Senior medical advisors have pointed out that this drug does have side-effects and if you are not actually suffering from malaria it is pointless to start using it.
Donald Trump is also at war with the World Health Organisation, threatening to halt US funding. He has accused the WHO of ignoring valuable advice and spreading misleading info about the new coronavirus (this from someone who suggested that household disinfectants could be used for medical treatment of covid patients!)
Last year in July, we had a visit from the nPower contractor, who had arranged to install a smart meter; they originally contacted us by e-mail, advising that they had arranged to carry out this work. It was never mentioned that we had the option to decline this offer.
The nPower contractor turned up, spent three hours faffing around and decided that the system could not be made to work, then went away. A couple of days later we noticed that the fridge had stopped working and discovered that the electric socket in the kitchen was dead.
Cue a flurry of messages between me, my landlord, and nPower; I confirmed that the fridge wasn’t broken, nPower told me to pay for an electrician to inspect the fusebox, and the landlord said it was nothing to do with him.

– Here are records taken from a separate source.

//! Lenient boolean ingestion (spec §9 "Loosely-typed boolean fields").
//!
//! `premium`, `straordinaria` and `can_do_straordinaria` arrive from upstream
//! systems as booleans, strings, or integers. This coercion applies only at
//! the ingestion boundary; once a [`crate::task::Task`] or
//! [`crate::task::Cleaner`] exists, its boolean fields are plain `bool`.

use serde::Deserialize;
use serde_json::Value;

/// Accepts `true`, `"true"`/`"1"`/`"yes"` (case- and whitespace-insensitive),
/// and any non-zero integer as true. Everything else, including absence of
/// the field, is false.
pub fn coerce_bool(value: &Value) -> bool {
    match value {
        Value::Bool(b) => *b,
        Value::String(s) => matches!(s.trim().to_ascii_lowercase().as_str(), "true" | "1" | "yes"),
        Value::Number(n) => n.as_i64().map(|i| i != 0).unwrap_or_else(|| {
            n.as_f64().map(|f| f != 0.0).unwrap_or(false)
        }),
        _ => false,
    }
}

/// A `bool` that deserializes leniently via [`coerce_bool`], for use on
/// ingestion-facing structs with `#[serde(deserialize_with = "...")]`.
pub fn deserialize_lenient_bool<'de, D>(deserializer: D) -> Result<bool, D::Error>
where
    D: serde::Deserializer<'de>,
{
    let value = Value::deserialize(deserializer)?;
    Ok(coerce_bool(&value))
}

#[cfg(test)]
mod tests {
    use super::*;
    use serde_json::json;

    #[test]
    fn accepts_true_variants() {
        assert!(coerce_bool(&json!(true)));
        assert!(coerce_bool(&json!("true")));
        assert!(coerce_bool(&json!("TRUE")));
        assert!(coerce_bool(&json!(" yes ")));
        assert!(coerce_bool(&json!("1")));
        assert!(coerce_bool(&json!(1)));
        assert!(coerce_bool(&json!(-3)));
    }

    #[test]
    fn rejects_everything_else() {
        assert!(!coerce_bool(&json!(false)));
        assert!(!coerce_bool(&json!("false")));
        assert!(!coerce_bool(&json!("no")));
        assert!(!coerce_bool(&json!(0)));
        assert!(!coerce_bool(&json!(null)));
        assert!(!coerce_bool(&json!("")));
    }
}
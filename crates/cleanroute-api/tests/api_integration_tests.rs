#![cfg(feature = "postgres-tests")]

use axum::body::{to_bytes, Body};
use axum::http::{header, Request, StatusCode};
use chrono::NaiveTime;
use cleanroute_api::state::AppState;
use cleanroute_api::build_router;
use cleanroute_config::AppConfig;
use cleanroute_domain::{ApartmentType, Cleaner, CleanerId, ContractClass, LogisticCode, Role, Task, TaskId};
use cleanroute_storage::PostgresStore;
use serde_json::{json, Value};
use std::sync::Arc;
use std::time::Instant;
use tower::ServiceExt;

fn test_config() -> AppConfig {
    AppConfig {
        database_url: std::env::var("DATABASE_URL").unwrap_or_default(),
        bind_address: "127.0.0.1:0".to_string(),
        algorithm_version: "cleanroute-test".to_string(),
        log_level: "info".to_string(),
    }
}

async fn test_state() -> Arc<AppState> {
    let pool = cleanroute_storage::create_pool(&std::env::var("DATABASE_URL").expect("DATABASE_URL"))
        .await
        .expect("connect");
    let store = PostgresStore::new(pool);
    store.migrate().await.expect("migrate");
    Arc::new(AppState { store, config: test_config(), start_time: Instant::now() })
}

#[tokio::test]
async fn health_endpoint_reports_ok() {
    let app = build_router(test_state().await);

    let response = app
        .oneshot(Request::builder().uri("/v1/health").body(Body::empty()).unwrap())
        .await
        .unwrap();

    assert_eq!(response.status(), StatusCode::OK);
    let body = to_bytes(response.into_body(), usize::MAX).await.unwrap();
    let json: Value = serde_json::from_slice(&body).unwrap();
    assert_eq!(json["status"], "ok");
}

#[tokio::test]
async fn create_run_then_fetch_it() {
    let app = build_router(test_state().await);

    let task = Task {
        id: TaskId(1),
        logistic_code: LogisticCode(100),
        lat: 41.9,
        lon: 12.5,
        client_id: 1,
        premium: false,
        straordinaria: false,
        apartment_type: ApartmentType::A,
        priority: None,
        cleaning_minutes: 60,
        checkout_time: None,
        checkin_time: None,
    };
    let cleaner = Cleaner {
        id: CleanerId(1),
        name: "Ana".to_string(),
        role: Role::Standard,
        contract_class: ContractClass::C,
        can_do_straordinaria: false,
        preferred_customers: vec![],
        accumulated_hours: 0.0,
        day_start: NaiveTime::from_hms_opt(8, 0, 0).unwrap(),
    };

    let body = json!({
        "work_date": "2026-08-01",
        "tasks": [task],
        "cleaners": [cleaner],
    });

    let response = app
        .clone()
        .oneshot(
            Request::builder()
                .method("POST")
                .uri("/v1/runs")
                .header(header::CONTENT_TYPE, "application/json")
                .body(Body::from(serde_json::to_vec(&body).unwrap()))
                .unwrap(),
        )
        .await
        .unwrap();

    assert_eq!(response.status(), StatusCode::OK);
    let body = to_bytes(response.into_body(), usize::MAX).await.unwrap();
    let created: Value = serde_json::from_slice(&body).unwrap();
    let run_id = created["run_id"].as_str().unwrap().to_string();

    let fetch = app
        .oneshot(
            Request::builder()
                .uri(format!("/v1/runs/{run_id}"))
                .body(Body::empty())
                .unwrap(),
        )
        .await
        .unwrap();
    assert_eq!(fetch.status(), StatusCode::OK);
}
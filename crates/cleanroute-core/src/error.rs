//! Core error types (spec §7 "Error Handling Design").

use cleanroute_domain::RunId;
use thiserror::Error;

/// A phase-level fault: an unexpected condition that aborts the current run
/// (spec §7 kind (c)). Compatibility rejects, drop cascades, and time-window
/// violations are NOT errors — they are recorded as decision events and the
/// phase continues; see `priority`, `phase2`, `phase3`.
#[derive(Debug, Error)]
pub enum OptimizerError {
    #[error("run {run_id}: phase {phase} failed: {message}")]
    PhaseFault {
        run_id: RunId,
        phase: u8,
        message: String,
    },

    #[error("run {0}: decision sink failed")]
    SinkFailure(RunId, #[source] anyhow::Error),

    #[error("run {0}: run store failed")]
    StoreFailure(RunId, #[source] anyhow::Error),
}
//! Newtype identifiers.
//!
//! Keeping task, cleaner, zone and run identifiers as distinct types
//! prevents an `i64` meant as a task id from silently being passed where
//! a cleaner id or a sequence number was expected.

use serde::{Deserialize, Serialize};
use std::fmt;
use uuid::Uuid;

macro_rules! int_id {
    ($name:ident) => {
        #[derive(
            Debug, Clone, Copy, PartialEq, Eq, PartialOrd, Ord, Hash, Serialize, Deserialize,
        )]
        #[serde(transparent)]
        pub struct $name(pub i64);

        impl fmt::Display for $name {
            fn fmt(&self, f: &mut fmt::Formatter<'_>) -> fmt::Result {
                write!(f, "{}", self.0)
            }
        }

        impl From<i64> for $name {
            fn from(value: i64) -> Self {
                Self(value)
            }
        }
    };
}

int_id!(TaskId);
int_id!(CleanerId);
int_id!(LogisticCode);
int_id!(ZoneId);

/// Sentinel zone for a coordinate that falls outside the mapped region.
/// Tasks assigned this zone are treated as singletons by Phase 1.
pub const ZONE_UNMAPPED: ZoneId = ZoneId(i64::MIN);

/// Opaque run identifier, fresh per run per spec.md §3 "Run".
#[derive(Debug, Clone, Copy, PartialEq, Eq, PartialOrd, Ord, Hash, Serialize, Deserialize)]
#[serde(transparent)]
pub struct RunId(pub Uuid);

impl RunId {
    pub fn new() -> Self {
        Self(Uuid::new_v4())
    }
}

impl Default for RunId {
    fn default() -> Self {
        Self::new()
    }
}

impl fmt::Display for RunId {
    fn fmt(&self, f: &mut fmt::Formatter<'_>) -> fmt::Result {
        write!(f, "{}", self.0)
    }
}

I moved into this flat four years ago; the electrics have never been given their annual inspection.
I have been working from home now for about two months; last night I decided to go for an evening walk before dinner. It reminded me of the normal journey from work to Oxford Road station, and I realised how that walk allowed my brain to settle down and relax after the intense activity of the office.
I took photographs of the street, and the jobcentre, and the pub which has now been converted to an Indian Restaurant, and the pylons and the flowers and the power station. Perhaps in fifty years’ time the station will still be there.
I dream about a manufacturing site which goes out of business due to coronavirus; their offices have cupboards full of glossy brochures and bespoke stationery. There is an immense library of hardbound notebooks filled with test results for every production batch of material; the person in charge of all this testing is actually dishonest and lazy, and he simply fills in the appropriate numbers without bothering to check the performance.
When the factory was being demolished, we could see the giant storage tanks and reactor vessels previously hidden behind a sturdy brick wall. To make sure that none of the workers could gain access to technical or commercial details, the purchasing manager allocated codenames to each raw material. Every month these names would be changed, and if the amended details were not circulated in time, you would find delivery drivers pumping solvents into an already-full tank or contaminating one resin system with another.
I have a few photos of the derelict factory; one of my friends is an art teacher, and she invited her pupils to create a series of pictures based on these images. So we now have a tremendous mural in the reception area, with a constellation of pictures, street-maps, chemical structures and quality-control ledgers depicting the history of the firm.